Skip to main content

categoricalInformationValue

Introduced in: v20.1.0 Calculates the information value (IV) for categorical features in relation to a binary target variable. For each category, the function computes: (P(tag = 1) - P(tag = 0)) × (log(P(tag = 1)) - log(P(tag = 0))) where:
  • P(tag = 1) is the probability that the target equals 1 for the given category
  • P(tag = 0) is the probability that the target equals 0 for the given category
Information Value is a statistic used to measure the strength of a categorical feature’s relationship with a binary target variable in predictive modeling. Higher absolute values indicate stronger predictive power. The result indicates how much each discrete (categorical) feature [category1, category2, ...] contributes to a learning model which predicts the value of tag. Syntax
categoricalInformationValue(category1[, category2, ...,]tag)
Arguments
  • category1, category2, ... — One or more categorical features to analyze. Each category should contain discrete values. UInt8
  • tag — Binary target variable for prediction. Should contain values 0 and 1. UInt8
Returned value Returns an array of Float64 values representing the information value for each unique combination of categories. Each value indicates the predictive strength of that category combination for the target variable.

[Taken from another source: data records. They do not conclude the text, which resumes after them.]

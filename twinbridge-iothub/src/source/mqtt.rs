//! MQTT broker subscription.

use std::fmt;
use std::sync::Arc;
use std::time::Duration;

use rumqttc::{AsyncClient, Event, MqttOptions, Packet, QoS, Transport};
use thiserror::Error;
use tracing::{debug, info, warn};

use crate::config::MqttSourceConfig;
use crate::listener::TransportListener;

const DEFAULT_PLAIN_PORT: u16 = 1883;
const DEFAULT_TLS_PORT: u16 = 8883;

#[derive(Debug, Error, PartialEq, Eq)]
pub enum BrokerAddressError {
    #[error("Broker URL is empty")]
    Empty,
    #[error("Unsupported broker URL scheme '{0}' (expected mqtt, tcp, mqtts or ssl)")]
    UnsupportedScheme(String),
    #[error("Invalid port in broker URL: {0}")]
    InvalidPort(String),
    #[error("Invalid broker URL format: {0}")]
    Malformed(String),
}

/// Host, port and transport security resolved from a broker URL.
#[derive(Debug, Clone, PartialEq, Eq)]
pub struct BrokerAddress {
    pub host: String,
    pub port: u16,
    pub tls: bool,
}

impl BrokerAddress {
    /// Parse `mqtt://host:port`, `tcp://`, `mqtts://`, `ssl://` or bare `host[:port]`.
    pub fn parse(url: &str) -> Result<Self, BrokerAddressError> {
        let url = url.trim();
        let (tls, rest) = match url.split_once("://") {
            Some(("mqtt" | "tcp", rest)) => (false, rest),
            Some(("mqtts" | "ssl", rest)) => (true, rest),
            Some((scheme, _)) => {
                return Err(BrokerAddressError::UnsupportedScheme(scheme.to_string()));
            }
            None => (false, url),
        };
        let rest = rest.trim_end_matches('/');

        let parts: Vec<&str> = rest.split(':').collect();
        let (host, port) = match parts.as_slice() {
            [host] => (*host, if tls { DEFAULT_TLS_PORT } else { DEFAULT_PLAIN_PORT }),
            [host, port] => {
                let port = port
                    .parse::<u16>()
                    .map_err(|_| BrokerAddressError::InvalidPort(port.to_string()))?;
                (*host, port)
            }
            _ => return Err(BrokerAddressError::Malformed(url.to_string())),
        };

        if host.is_empty() {
            return Err(BrokerAddressError::Empty);
        }

        Ok(Self {
            host: host.to_string(),
            port,
            tls,
        })
    }
}

impl fmt::Display for BrokerAddress {
    fn fmt(&self, f: &mut fmt::Formatter<'_>) -> fmt::Result {
        let scheme = if self.tls { "mqtts" } else { "mqtt" };
        write!(f, "{}://{}:{}", scheme, self.host, self.port)
    }
}

/// Subscribes to one topic filter and feeds every publish to a listener.
pub struct MqttSource {
    config: MqttSourceConfig,
    listener: Arc<dyn TransportListener>,
}

impl MqttSource {
    pub fn new(config: MqttSourceConfig, listener: Arc<dyn TransportListener>) -> Self {
        Self { config, listener }
    }

    fn options(&self, address: &BrokerAddress) -> MqttOptions {
        let client_id = self
            .config
            .client_id
            .clone()
            .unwrap_or_else(|| format!("twinbridge-{}", uuid::Uuid::new_v4()));

        let mut options = MqttOptions::new(client_id, address.host.clone(), address.port);
        options.set_keep_alive(Duration::from_secs(self.config.keep_alive_secs));
        options.set_clean_session(true);
        if let Some(username) = &self.config.username {
            options.set_credentials(
                username.clone(),
                self.config.password.clone().unwrap_or_default(),
            );
        }
        if address.tls {
            options.set_transport(Transport::tls_with_default_config());
        }
        options
    }

    /// Drive the subscription until the task is aborted.
    ///
    /// The subscription is renewed on every (re)connect.
    pub async fn run(self) -> Result<(), BrokerAddressError> {
        let address = BrokerAddress::parse(&self.config.broker_url)?;
        let qos = qos_from(self.config.qos);
        let reconnect_delay = Duration::from_secs(self.config.reconnect_delay_secs);

        let (client, mut eventloop) = AsyncClient::new(self.options(&address), 10);

        info!(broker = %address, topic = %self.config.topic, "Starting MQTT source");

        loop {
            match eventloop.poll().await {
                Ok(Event::Incoming(Packet::ConnAck(_))) => {
                    info!(broker = %address, "Connected to MQTT broker");
                    if let Err(e) = client.try_subscribe(&self.config.topic, qos) {
                        warn!(topic = %self.config.topic, error = %e, "Failed to queue subscription");
                    }
                }
                Ok(Event::Incoming(Packet::SubAck(ack))) => {
                    debug!(topic = %self.config.topic, codes = ?ack.return_codes, "Subscription acknowledged");
                }
                Ok(Event::Incoming(Packet::Publish(publish))) => {
                    self.listener.on_message(&publish.topic, &publish.payload);
                }
                Ok(Event::Incoming(Packet::PubAck(ack))) => {
                    self.listener.on_delivery_ack(ack.pkid);
                }
                Ok(_) => {}
                Err(e) => {
                    self.listener.on_connection_lost(&e);
                    tokio::time::sleep(reconnect_delay).await;
                }
            }
        }
    }
}

fn qos_from(level: u8) -> QoS {
    match level {
        0 => QoS::AtMostOnce,
        2 => QoS::ExactlyOnce,
        _ => QoS::AtLeastOnce,
    }
}
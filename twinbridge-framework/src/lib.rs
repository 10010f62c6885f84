//! twinbridge Bridge Framework
//!
//! Common abstractions for building bridges that move telemetry from a
//! pub/sub transport into a cloud ingestion endpoint.
//!
//! # Overview
//!
//! This framework provides:
//! - [`BridgeConfig`] trait for configuration loading and validation
//! - [`BridgeRunner`] for managing bridge lifecycle (startup, shutdown, signal handling)
//! - [`BridgeArgs`] for common CLI argument parsing
//! - [`BridgeError`] for setup-time failures

mod args;
mod config;
mod error;
mod runner;

pub use args::BridgeArgs;
pub use config::BridgeConfig;
pub use error::{BridgeError, Result};
pub use runner::BridgeRunner;

// Re-export commonly used types from twinbridge-common
pub use twinbridge_common::{
    LogFormat, LoggingConfig, NormalizedMeasurement, RawEnvelope, ZenohConfig,
};
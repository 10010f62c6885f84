//! Bridge from pub/sub telemetry envelopes to Azure IoT Hub.
//!
//! A subscribe-side transport (MQTT or Zenoh) delivers JSON envelopes of the
//! form
//!
//! ```text
//! { "timestamp": <epoch>, "hardwareId": "<id>", "readings": { "<tag>": <number>, ... } }
//! ```
//!
//! Only the most recent envelope is kept. On a fixed interval it is expanded
//! into one measurement per reading:
//!
//! ```text
//! { "timestamp": <epoch>, "tagName": "<tag>", "value": <number>,
//!   "deviceName": "<configured>", "deviceID": "<hardwareId>" }
//! ```
//!
//! and every measurement is sent to the hub as its own device-to-cloud
//! message. Sends are fire-and-forget; a tick never waits on delivery.

pub mod buffer;
pub mod config;
pub mod forwarder;
pub mod iothub;
pub mod listener;
pub mod normalizer;
pub mod source;
pub mod ticker;

pub use buffer::LatestEnvelope;
pub use forwarder::{CloudClient, DeliveryError, Forwarder, Pending};
pub use listener::{IngestionListener, TransportListener};
pub use normalizer::{Normalized, Normalizer, ParseError};
pub use ticker::{DispatchTicker, TickOutcome};
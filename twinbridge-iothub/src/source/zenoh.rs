//! Zenoh key expression subscription.

use std::sync::Arc;

use tracing::{info, trace};
use twinbridge_common::Result;
use zenoh::Session;
use zenoh::sample::SampleKind;

use crate::config::ZenohSourceConfig;
use crate::listener::TransportListener;

/// Subscribes to a key expression and feeds every put sample to a listener.
pub struct ZenohSource {
    config: ZenohSourceConfig,
    listener: Arc<dyn TransportListener>,
}

impl ZenohSource {
    pub fn new(config: ZenohSourceConfig, listener: Arc<dyn TransportListener>) -> Self {
        Self { config, listener }
    }

    /// Open a session from configuration and subscribe.
    pub async fn run(self) -> Result<()> {
        let session = twinbridge_common::connect(&self.config.zenoh).await?;
        self.run_with_session(session).await
    }

    /// Subscribe on an existing session until it closes.
    pub async fn run_with_session(self, session: Session) -> Result<()> {
        let key_expr = self.config.key_expr.clone();
        let subscriber = session.declare_subscriber(&key_expr).await?;

        info!(zid = %session.zid(), key_expr = %key_expr, "Subscribed to Zenoh");

        loop {
            match subscriber.recv_async().await {
                Ok(sample) => {
                    if sample.kind() == SampleKind::Delete {
                        trace!(key = %sample.key_expr(), "Ignoring delete sample");
                        continue;
                    }
                    let payload = sample.payload().to_bytes();
                    self.listener
                        .on_message(sample.key_expr().as_str(), &payload);
                }
                Err(e) => {
                    self.listener.on_connection_lost(&e);
                    return Ok(());
                }
            }
        }
    }
}
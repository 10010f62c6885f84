//! Integration tests for twinbridge-common library.

use serde::Deserialize;
use serde_json::Value;
use twinbridge_common::{LogFormat, LoggingConfig, NormalizedMeasurement, ZenohConfig};

#[derive(Debug, Deserialize)]
struct BridgeSections {
    zenoh: ZenohConfig,
    #[serde(default)]
    logging: LoggingConfig,
}

#[test]
fn test_config_sections_roundtrip_into_zenoh() {
    let config: BridgeSections = json5::from_str(
        r#"{
            // comments and trailing commas are fine in JSON5
            zenoh: { mode: "client", connect: ["tcp/10.0.0.5:7447"], },
            logging: { level: "warn", format: "json" },
        }"#,
    )
    .expect("config should parse");

    assert_eq!(config.logging.format, LogFormat::Json);
    assert!(config.zenoh.to_zenoh_config().is_ok());
}

#[test]
fn test_measurement_batch_shares_device_fields() {
    let tags = [("voltage", 230.1), ("current", 12.0), ("frequency", 50.02)];

    let batch: Vec<NormalizedMeasurement> = tags
        .iter()
        .map(|(tag, value)| NormalizedMeasurement {
            timestamp: 1_717_171_717,
            tag_name: tag.to_string(),
            value: *value,
            device_name: "Socomech".to_string(),
            device_id: "gw-7".to_string(),
        })
        .collect();

    for measurement in &batch {
        let bytes = measurement.to_json_bytes().expect("encode failed");
        let decoded: Value = serde_json::from_slice(&bytes).expect("decode failed");
        assert_eq!(decoded["tagName"], measurement.tag_name.as_str());
        assert_eq!(decoded["value"], measurement.value);
        assert_eq!(decoded["deviceID"], "gw-7");
        assert_eq!(decoded["timestamp"], 1_717_171_717);
    }
}

#[test]
fn test_unknown_zenoh_mode_rejected() {
    let config: BridgeSections =
        json5::from_str(r#"{ zenoh: { mode: "mesh" } }"#).expect("config should parse");
    assert!(config.zenoh.validate().is_err());
}
//! Decomposition of a raw envelope into one measurement per tag.
//!
//! Everything here is pure: no I/O, no logging. Callers decide what to log
//! from the returned [`Normalized`] report.

use serde_json::{Map, Value};
use thiserror::Error;
use twinbridge_common::telemetry::{FIELD_HARDWARE_ID, FIELD_READINGS, FIELD_TIMESTAMP};
use twinbridge_common::{NormalizedMeasurement, RawEnvelope};

/// The payload could not be treated as an envelope at all.
#[derive(Debug, Error)]
pub enum ParseError {
    #[error("Malformed JSON: {0}")]
    Json(#[from] serde_json::Error),
    #[error("Envelope must be a JSON object, got {0}")]
    NotAnObject(&'static str),
}

/// Why a single reading was left out.
#[derive(Debug, Clone, PartialEq, Eq)]
pub enum SkipReason {
    /// The value is not a number or a numeric string.
    NotNumeric(&'static str),
    /// The value parsed but is NaN or infinite.
    NotFinite,
}

impl std::fmt::Display for SkipReason {
    fn fmt(&self, f: &mut std::fmt::Formatter<'_>) -> std::fmt::Result {
        match self {
            SkipReason::NotNumeric(kind) => write!(f, "{} is not numeric", kind),
            SkipReason::NotFinite => write!(f, "value is not finite"),
        }
    }
}

/// A reading dropped during normalization.
#[derive(Debug, Clone, PartialEq)]
pub struct SkippedReading {
    pub tag_name: String,
    pub reason: SkipReason,
}

/// Result of normalizing one envelope.
#[derive(Debug, Clone, Default, PartialEq)]
pub struct Normalized {
    pub measurements: Vec<NormalizedMeasurement>,
    pub skipped: Vec<SkippedReading>,
}

impl IntoIterator for Normalized {
    type Item = NormalizedMeasurement;
    type IntoIter = std::vec::IntoIter<NormalizedMeasurement>;

    fn into_iter(self) -> Self::IntoIter {
        self.measurements.into_iter()
    }
}

/// Turns raw payloads into normalized measurements for a fixed device class.
#[derive(Debug, Clone)]
pub struct Normalizer {
    device_name: String,
}

impl Normalizer {
    pub fn new(device_name: impl Into<String>) -> Self {
        Self {
            device_name: device_name.into(),
        }
    }

    pub fn device_name(&self) -> &str {
        &self.device_name
    }

    /// Parse `payload` and expand it into measurements.
    pub fn normalize(&self, payload: &[u8]) -> Result<Normalized, ParseError> {
        Ok(self.expand(parse_envelope(payload)?))
    }

    /// Expand an already-parsed envelope. Tags come out in key order.
    pub fn expand(&self, envelope: RawEnvelope) -> Normalized {
        let mut normalized = Normalized::default();

        for (tag_name, raw) in envelope.readings {
            match coerce_value(&raw) {
                Ok(value) => normalized.measurements.push(NormalizedMeasurement {
                    timestamp: envelope.timestamp,
                    tag_name,
                    value,
                    device_name: self.device_name.clone(),
                    device_id: envelope.hardware_id.clone(),
                }),
                Err(reason) => normalized.skipped.push(SkippedReading { tag_name, reason }),
            }
        }

        normalized
    }
}

/// Parse a payload into a [`RawEnvelope`], defaulting missing or mistyped fields.
pub fn parse_envelope(payload: &[u8]) -> Result<RawEnvelope, ParseError> {
    let mut root = match serde_json::from_slice::<Value>(payload)? {
        Value::Object(root) => root,
        other => return Err(ParseError::NotAnObject(kind_of(&other))),
    };

    let timestamp = root.get(FIELD_TIMESTAMP).map(coerce_timestamp).unwrap_or(0);
    let hardware_id = root
        .get(FIELD_HARDWARE_ID)
        .map(coerce_text)
        .unwrap_or_default();
    let readings = match root.remove(FIELD_READINGS) {
        Some(Value::Object(readings)) => readings,
        _ => Map::new(),
    };

    Ok(RawEnvelope {
        timestamp,
        hardware_id,
        readings,
    })
}

/// Integers pass through, floats truncate, numeric strings parse; anything else is 0.
fn coerce_timestamp(value: &Value) -> i64 {
    match value {
        Value::Number(n) => n
            .as_i64()
            .or_else(|| n.as_f64().filter(|f| f.is_finite()).map(|f| f as i64))
            .unwrap_or(0),
        Value::String(s) => {
            let s = s.trim();
            s.parse::<i64>()
                .ok()
                .or_else(|| {
                    s.parse::<f64>()
                        .ok()
                        .filter(|f| f.is_finite())
                        .map(|f| f as i64)
                })
                .unwrap_or(0)
        }
        _ => 0,
    }
}

fn coerce_text(value: &Value) -> String {
    match value {
        Value::String(s) => s.clone(),
        Value::Number(n) => n.to_string(),
        Value::Bool(b) => b.to_string(),
        _ => String::new(),
    }
}

fn coerce_value(value: &Value) -> Result<f64, SkipReason> {
    let parsed = match value {
        Value::Number(n) => n.as_f64().ok_or(SkipReason::NotFinite)?,
        Value::String(s) => s
            .trim()
            .parse::<f64>()
            .map_err(|_| SkipReason::NotNumeric("string"))?,
        other => return Err(SkipReason::NotNumeric(kind_of(other))),
    };

    if parsed.is_finite() {
        Ok(parsed)
    } else {
        Err(SkipReason::NotFinite)
    }
}

fn kind_of(value: &Value) -> &'static str {
    match value {
        Value::Null => "null",
        Value::Bool(_) => "boolean",
        Value::Number(_) => "number",
        Value::String(_) => "string",
        Value::Array(_) => "array",
        Value::Object(_) => "object",
    }
}
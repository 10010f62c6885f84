//! twinbridge Common Library
//!
//! This crate provides shared types and utilities for twinbridge telemetry bridges:
//!
//! - [`telemetry`] - Envelope and measurement data model (`RawEnvelope`, `NormalizedMeasurement`)
//! - [`config`] - Shared configuration sections (logging, Zenoh)
//! - [`session`] - Zenoh session management
//! - [`error`] - Error types

pub mod config;
pub mod error;
pub mod session;
pub mod telemetry;

// Re-export commonly used types at the crate root
pub use config::{LogFormat, LoggingConfig, ZenohConfig};
pub use error::{Error, Result};
pub use session::connect;
pub use telemetry::{NormalizedMeasurement, RawEnvelope};

/// Initialize tracing with the given configuration.
///
/// Supports two output formats:
/// - `LogFormat::Text` (default): Human-readable text format
/// - `LogFormat::Json`: Structured JSON format for log aggregation systems
///
/// `RUST_LOG`, when set, takes precedence over `config.level`.
pub fn init_tracing(config: &LoggingConfig) -> Result<()> {
    use tracing_subscriber::{EnvFilter, fmt, prelude::*};

    let filter =
        EnvFilter::try_from_default_env().unwrap_or_else(|_| EnvFilter::new(&config.level));

    let registry = tracing_subscriber::registry().with(filter);
    let result = match config.format {
        LogFormat::Text => registry.with(fmt::layer()).try_init(),
        LogFormat::Json => registry.with(fmt::layer().json()).try_init(),
    };

    result.map_err(|e| Error::Config(format!("Failed to initialize tracing: {}", e)))
}
//! Single-slot, last-value-wins holder for the most recent raw envelope.

use std::sync::Arc;

use arc_swap::ArcSwapOption;

/// Shared handle to the latest raw payload.
///
/// Writers replace the slot with an atomic pointer swap and readers load it
/// without clearing it, so neither side ever waits on the other. Clones share
/// the same slot.
#[derive(Debug, Clone, Default)]
pub struct LatestEnvelope {
    slot: Arc<ArcSwapOption<Vec<u8>>>,
}

impl LatestEnvelope {
    /// Create an empty buffer.
    pub fn new() -> Self {
        Self::default()
    }

    /// Replace the held payload, discarding the previous one whether it was read or not.
    pub fn put(&self, payload: impl Into<Vec<u8>>) {
        self.slot.store(Some(Arc::new(payload.into())));
    }

    /// Return the held payload without clearing it.
    ///
    /// `None` until the first [`put`](Self::put).
    pub fn take_snapshot(&self) -> Option<Arc<Vec<u8>>> {
        self.slot.load_full()
    }
}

Array(Float64) Examples Basic usage analyzing age groups vs mobile usage
Query
-- Using the metrica.hits dataset (available on https://sql.clickhouse.com/) to analyze age-mobile relationship
SELECT categoricalInformationValue(Age < 15, IsMobile)
FROM metrica.hits;
Response
[0.0014814694805292418]
Multiple categorical features with user demographics
Query
SELECT categoricalInformationValue(
    Sex,                 -- 0=male, 1=female
    toUInt8(Age < 25),   -- 0=25+, 1=under 25
    toUInt8(IsMobile)    -- 0=desktop, 1=mobile
) AS iv_values
FROM metrica.hits
WHERE Sex IN (0, 1);
Response
[0.00018965785460692887,0.004973668839403392]
Last modified on June 8, 2026